*** Opening MATERIAL PROVIDED ***
//! # Common Error Types
//!
//! Consolidated error handling for the storefront client.
//!
//! ## Error Categories
//!
//! - **Network**: the request never produced an HTTP response (connection refused, DNS)
//! - **Decode**: a response arrived but its body was not the expected JSON
//! - **Validation**: a required field is missing, checked before any request is sent,
//!   or the server rejected a payload without assigning an id
//! - **OperationFailed**: the server answered, but not with the expected success status
//! - **Cancelled**: the caller's cancellation token fired before the result was committed
//!
//! None of these are retried automatically and none are fatal: stores leave their
//! previous state untouched and the caller surfaces a [`Notice`](crate::app::notice::Notice).
//!
//! ## Usage Pattern
//!
//! ```rust,no_run
//! use storefront::core::error::{AppError, Result};
//!
//! fn require_name(name: &str) -> Result<&str> {
//!     if name.trim().is_empty() {
//!         return Err(AppError::Validation("Please fill in all fields".to_string()));
//!     }
//!     Ok(name)
//! }
//! ```

use thiserror::Error;

/// Application-wide error type for storefront operations.
///
/// ```rust
/// use storefront::core::error::AppError;
///
/// let err = AppError::OperationFailed("DELETE /categories/3 returned 500".to_string());
/// assert_eq!(err.to_string(), "Operation failed: DELETE /categories/3 returned 500");
/// ```
#[derive(Debug, Clone, Error, PartialEq, Eq)]
pub enum AppError {
    /// Request could not reach the server.
    #[error("Network error: {0}")]
    Network(String),

    /// Response body was not valid JSON or did not match the expected shape.
    #[error("Failed to parse response: {0}")]
    Decode(String),

    /// Required input missing, or the server rejected the payload.
    #[error("Validation error: {0}")]
    Validation(String),

    /// Server responded without the expected success status.
    #[error("Operation failed: {0}")]
    OperationFailed(String),

    /// Work abandoned because the owning view went away.
    #[error("Operation cancelled")]
    Cancelled,
}

impl AppError {
    /// `true` for failures a caller may reasonably retry by repeating the action.
    pub fn is_transient(&self) -> bool {
        matches!(self, AppError::Network(_) | AppError::OperationFailed(_))
    }
}

/// Convenience type alias for `Result<T, AppError>`.
pub type Result<T> = std::result::Result<T, AppError>;

impl From<reqwest::Error> for AppError {
    fn from(err: reqwest::Error) -> Self {
        if err.is_decode() {
            AppError::Decode(err.to_string())
        } else {
            AppError::Network(err.to_string())
        }
    }
}

impl From<serde_json::Error> for AppError {
    fn from(err: serde_json::Error) -> Self {
        AppError::Decode(err.to_string())
    }
}

#[cfg(test)]
mod tests {
    use super::*;

    #[test]
    fn test_error_display() {
        assert_eq!(
            AppError::Network("connection refused".to_string()).to_string(),
            "Network error: connection refused"
        );
        assert_eq!(
            AppError::Validation("Please fill all fields".to_string()).to_string(),
            "Validation error: Please fill all fields"
        );
        assert_eq!(AppError::Cancelled.to_string(), "Operation cancelled");
    }

    #[test]
    fn test_json_error_maps_to_decode() {
        let err = serde_json::from_str::<Vec<i64>>("<html>").unwrap_err();
        assert!(matches!(AppError::from(err), AppError::Decode(_)));
    }

    #[test]
    fn test_transient_classification() {
        assert!(AppError::Network(String::new()).is_transient());
        assert!(AppError::OperationFailed(String::new()).is_transient());
        assert!(!AppError::Decode(String::new()).is_transient());
        assert!(!AppError::Cancelled.is_transient());
    }
}
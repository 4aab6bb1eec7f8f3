//! # Category Menu Orchestrator
//!
//! Coordinates category selection with on-demand, memoized menu fetches.
//!
//! ## State Machine
//!
//! ```text
//!          select(name)              fetch ok
//!   Idle ───────────────▶ Fetching ───────────▶ Cached(name)
//!                            │
//!                            │ fetch error
//!                            ▼
//!                      FetchFailed(name) ── select(name) ──▶ Fetching (retry)
//! ```
//!
//! ## Caching
//!
//! Items are cached per category name for the whole session: no TTL, no
//! eviction. A cached name never triggers another request. While a fetch for a
//! name is in flight, selecting that name again joins it instead of issuing a
//! second request. Failures are not cached.
//!
//! ## Cancellation
//!
//! The fetch for a name runs on a spawned task that belongs to no single
//! caller. A caller's token only ends its own wait: the fetch still settles,
//! fills the cache and releases the name for later selections. When the
//! cancelled selection is still the newest, the status drops back to `Idle`
//! and stays there when the fetch settles.
//!
//! ## Stale Responses
//!
//! Every selection bumps a generation counter, and each in-flight fetch records
//! the generation of the newest selection waiting on it. When a fetch settles,
//! its items always land in the cache under their own name, but the visible
//! state only moves if no newer selection has happened since. A slow response
//! for an earlier tab can therefore never replace the state of the current one.

use parking_lot::RwLock;
use shared::{Category, MenuItem};
use std::collections::HashMap;
use std::sync::Arc;
use tokio::task::JoinHandle;
use tokio_util::sync::CancellationToken;
use tracing::{debug, info, warn};

use super::until_cancelled;
use crate::core::error::{AppError, Result};
use crate::core::service::CatalogService;

/// Visible state of the active category
#[derive(Debug, Clone, PartialEq, Eq, Default)]
pub enum FetchState {
    #[default]
    Idle,
    Fetching(String),
    Cached(String),
    FetchFailed(String),
}

#[derive(Debug, Default)]
struct MenuState {
    categories: Vec<Category>,
    active: Option<String>,
    generation: u64,
    status: FetchState,
    cache: HashMap<String, Vec<MenuItem>>,
    /// name → generation of the newest selection waiting on the fetch
    in_flight: HashMap<String, u64>,
}

pub struct CategoryMenuOrchestrator {
    catalog: Arc<dyn CatalogService>,
    state: Arc<RwLock<MenuState>>,
}

impl CategoryMenuOrchestrator {
    pub fn new(catalog: Arc<dyn CatalogService>) -> Self {
        Self {
            catalog,
            state: Arc::new(RwLock::new(MenuState::default())),
        }
    }

    /// Fetch the category list, replacing the known one, and return the
    /// first category name.
    ///
    /// The menu cache is kept: it lives for the whole session.
    pub async fn load_categories(&self, cancel: &CancellationToken) -> Result<Option<String>> {
        let categories = until_cancelled(cancel, self.catalog.list_categories())
            .await
            .inspect_err(|e| warn!(error = %e, "Error fetching categories"))?;

        debug!(count = categories.len(), "Categories loaded");
        let first = categories.first().map(|c| c.name.clone());
        self.state.write().categories = categories;
        Ok(first)
    }

    /// Load categories and select the first one, as the home screen does on focus.
    ///
    /// Returns `Ok(None)` when the catalog has no categories.
    pub async fn open(&self, cancel: &CancellationToken) -> Result<Option<FetchState>> {
        match self.load_categories(cancel).await? {
            Some(first) => self.select_category(&first, cancel).await.map(Some),
            None => Ok(None),
        }
    }

    /// Make `name` the active category, fetching its items unless cached.
    ///
    /// Returns the state of `name` after the call:
    /// - `Cached(name)` when the items are available (cache hit or fetched now)
    /// - `Fetching(name)` when another call's fetch for `name` is still in flight
    ///
    /// Fails with `Cancelled` when `cancel` fires before the fetch settles;
    /// the fetch itself keeps running for any other selection of `name`.
    ///
    /// Fails with `Validation` for a name absent from the loaded category list,
    /// before any request is sent.
    pub async fn select_category(&self, name: &str, cancel: &CancellationToken) -> Result<FetchState> {
        let (category_id, generation) = {
            let mut state = self.state.write();

            if state.cache.contains_key(name) {
                state.generation += 1;
                state.active = Some(name.to_string());
                state.status = FetchState::Cached(name.to_string());
                debug!(category = %name, "Menu cache hit");
                return Ok(FetchState::Cached(name.to_string()));
            }

            let category_id = state
                .categories
                .iter()
                .find(|c| c.name == name)
                .map(|c| c.id)
                .ok_or_else(|| AppError::Validation(format!("Unknown category: {}", name)))?;

            state.generation += 1;
            let generation = state.generation;
            state.active = Some(name.to_string());
            state.status = FetchState::Fetching(name.to_string());

            if let Some(waiting) = state.in_flight.get_mut(name) {
                *waiting = generation;
                debug!(category = %name, "Joining in-flight menu fetch");
                return Ok(FetchState::Fetching(name.to_string()));
            }

            state.in_flight.insert(name.to_string(), generation);
            (category_id, generation)
        };

        let fetch = self.spawn_fetch(name, category_id);
        let settled = until_cancelled(cancel, async {
            fetch
                .await
                .map_err(|e| AppError::OperationFailed(format!("Menu fetch task failed: {}", e)))?
        })
        .await;

        match settled {
            Ok(()) => Ok(FetchState::Cached(name.to_string())),
            Err(AppError::Cancelled) => {
                debug!(category = %name, "Menu selection cancelled");
                let mut state = self.state.write();
                if state.generation == generation {
                    // Retire the selection so the shared fetch leaves the status alone
                    state.generation += 1;
                    state.status = FetchState::Idle;
                }
                Err(AppError::Cancelled)
            }
            Err(e) => Err(e),
        }
    }

    /// Fetch the items of `name` on a task of its own.
    ///
    /// The task owns the `in_flight` entry for `name`: it removes it, caches
    /// the items and moves the status whether or not any caller still awaits
    /// the handle.
    fn spawn_fetch(&self, name: &str, category_id: i64) -> JoinHandle<Result<()>> {
        let catalog = Arc::clone(&self.catalog);
        let state = Arc::clone(&self.state);
        let name = name.to_string();

        tokio::spawn(async move {
            let start = std::time::Instant::now();
            let result = catalog.list_menus_by_category(category_id).await;

            let mut state = state.write();
            let waiting = state.in_flight.remove(&name);
            let is_current = waiting == Some(state.generation);

            match result {
                Ok(items) => {
                    info!(
                        category = %name,
                        count = items.len(),
                        current = is_current,
                        duration_ms = start.elapsed().as_millis(),
                        "Menu fetched"
                    );
                    if is_current {
                        state.status = FetchState::Cached(name.clone());
                    }
                    state.cache.insert(name, items);
                    Ok(())
                }
                Err(e) => {
                    warn!(category = %name, error = %e, "Error fetching menu");
                    if is_current {
                        state.status = FetchState::FetchFailed(name);
                    }
                    Err(e)
                }
            }
        })
    }

    /// Cached items for `name`; empty while a fetch is outstanding or if never fetched.
    pub fn get_items_for(&self, name: &str) -> Vec<MenuItem> {
        self.state.read().cache.get(name).cloned().unwrap_or_default()
    }

    /// Items of the active category.
    pub fn active_items(&self) -> Vec<MenuItem> {
        let state = self.state.read();
        state
            .active
            .as_ref()
            .and_then(|name| state.cache.get(name))
            .cloned()
            .unwrap_or_default()
    }

    pub fn active_category(&self) -> Option<String> {
        self.state.read().active.clone()
    }

    pub fn state(&self) -> FetchState {
        self.state.read().status.clone()
    }

    pub fn categories(&self) -> Vec<Category> {
        self.state.read().categories.clone()
    }

    pub fn is_cached(&self, name: &str) -> bool {
        self.state.read().cache.contains_key(name)
    }

    /// Find a cached menu item by id across all categories.
    pub fn find_item(&self, menu_id: i64) -> Option<MenuItem> {
        self.state
            .read()
            .cache
            .values()
            .flatten()
            .find(|item| item.id == menu_id)
            .cloned()
    }
}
*** Closing MATERIAL PROVIDED ***
# INSTRUCTIONS TO FOLLOW
Look through the material and find each line that includes "matches", then copy it.

# ANSWER TO THIS PROBLEM
        matches!(self, AppError::Network(_) | AppError::OperationFailed(_))
        assert!(matches!(AppError::from(err), AppError::Decode(_)));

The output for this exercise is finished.